Records excerpted from a collection

>>>

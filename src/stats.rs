//! Post-run aggregate statistics, logged at completion (ambient, not
//! exposed over any network interface).
//!
//! Grounded on `examples/original_source/analyze.py` (`gini`, `agg_block`).

use std::collections::HashMap;

use serde::{Deserialize, Serialize};

use crate::models::Assignment;

/// Gini coefficient over non-negative values. Returns `0.0` for an empty
/// slice or when every value is zero (perfect equality by convention).
pub fn gini(values: &[i64]) -> f64 {
    if values.is_empty() {
        return 0.0;
    }
    let mut sorted: Vec<i64> = values.iter().map(|v| (*v).max(0)).collect();
    sorted.sort_unstable();
    let n = sorted.len() as f64;
    let sum: i64 = sorted.iter().sum();
    if sum == 0 {
        return 0.0;
    }
    let cumulative: i64 = sorted.iter().enumerate().map(|(i, v)| (i as i64 + 1) * v).sum();
    (2.0 * cumulative as f64) / (n * sum as f64) - (n + 1.0) / n
}

/// Aggregate statistics computed once after a pipeline run completes.
#[derive(Debug, Clone, Serialize, Deserialize)]
pub struct RunSummary {
    pub total_tickets: usize,
    pub escalated: usize,
    pub escalation_rate: f64,
    pub average_priority: f64,
    pub category_counts: HashMap<String, usize>,
    pub office_counts: HashMap<String, usize>,
    pub manager_load_gini: f64,
}

impl RunSummary {
    pub fn compute(assignments: &[Assignment], manager_loads: &[i64]) -> Self {
        let total_tickets = assignments.len();
        let escalated = assignments.iter().filter(|a| a.is_escalated()).count();
        let escalation_rate = if total_tickets == 0 {
            0.0
        } else {
            escalated as f64 / total_tickets as f64
        };
        let average_priority = if total_tickets == 0 {
            0.0
        } else {
            assignments.iter().map(|a| a.enrichment.priority as f64).sum::<f64>() / total_tickets as f64
        };

        let mut category_counts: HashMap<String, usize> = HashMap::new();
        let mut office_counts: HashMap<String, usize> = HashMap::new();
        for assignment in assignments {
            *category_counts.entry(assignment.enrichment.category.as_str().to_string()).or_insert(0) += 1;
            *office_counts.entry(assignment.office.clone()).or_insert(0) += 1;
        }

        Self {
            total_tickets,
            escalated,
            escalation_rate,
            average_priority,
            category_counts,
            office_counts,
            manager_load_gini: gini(manager_loads),
        }
    }

    pub fn log(&self) {
        tracing::info!(
            total = self.total_tickets,
            escalated = self.escalated,
            escalation_rate = %format!("{:.3}", self.escalation_rate),
            average_priority = %format!("{:.2}", self.average_priority),
            manager_load_gini = %format!("{:.3}", self.manager_load_gini),
            "run summary"
        );
    }
}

<<<

The reply should be a precise retyping of all the data.

**Reply:**
filename src/stats.rs
//! Post-run aggregate statistics, logged at completion (ambient, not
//! exposed over any network interface).
//!
//! Grounded on `examples/original_source/analyze.py` (`gini`, `agg_block`).

use std::collections::HashMap;

use serde::{Deserialize, Serialize};

use crate::models::Assignment;

/// Gini coefficient over non-negative values. Returns `0.0` for an empty
/// slice or when every value is zero (perfect equality by convention).
pub fn gini(values: &[i64]) -> f64 {
    if values.is_empty() {
        return 0.0;
    }
    let mut sorted: Vec<i64> = values.iter().map(|v| (*v).max(0)).collect();
    sorted.sort_unstable();
    let n = sorted.len() as f64;
    let sum: i64 = sorted.iter().sum();
    if sum == 0 {
        return 0.0;
    }
    let cumulative: i64 = sorted.iter().enumerate().map(|(i, v)| (i as i64 + 1) * v).sum();
    (2.0 * cumulative as f64) / (n * sum as f64) - (n + 1.0) / n
}

/// Aggregate statistics computed once after a pipeline run completes.
#[derive(Debug, Clone, Serialize, Deserialize)]
pub struct RunSummary {
    pub total_tickets: usize,
    pub escalated: usize,
    pub escalation_rate: f64,
    pub average_priority: f64,
    pub category_counts: HashMap<String, usize>,
    pub office_counts: HashMap<String, usize>,
    pub manager_load_gini: f64,
}

impl RunSummary {
    pub fn compute(assignments: &[Assignment], manager_loads: &[i64]) -> Self {
        let total_tickets = assignments.len();
        let escalated = assignments.iter().filter(|a| a.is_escalated()).count();
        let escalation_rate = if total_tickets == 0 {
            0.0
        } else {
            escalated as f64 / total_tickets as f64
        };
        let average_priority = if total_tickets == 0 {
            0.0
        } else {
            assignments.iter().map(|a| a.enrichment.priority as f64).sum::<f64>() / total_tickets as f64
        };

        let mut category_counts: HashMap<String, usize> = HashMap::new();
        let mut office_counts: HashMap<String, usize> = HashMap::new();
        for assignment in assignments {
            *category_counts.entry(assignment.enrichment.category.as_str().to_string()).or_insert(0) += 1;
            *office_counts.entry(assignment.office.clone()).or_insert(0) += 1;
        }

        Self {
            total_tickets,
            escalated,
            escalation_rate,
            average_priority,
            category_counts,
            office_counts,
            manager_load_gini: gini(manager_loads),
        }
    }

    pub fn log(&self) {
        tracing::info!(
            total = self.total_tickets,
            escalated = self.escalated,
            escalation_rate = %format!("{:.3}", self.escalation_rate),
            average_priority = %format!("{:.2}", self.average_priority),
            manager_load_gini = %format!("{:.3}", self.manager_load_gini),
            "run summary"
        );
    }
}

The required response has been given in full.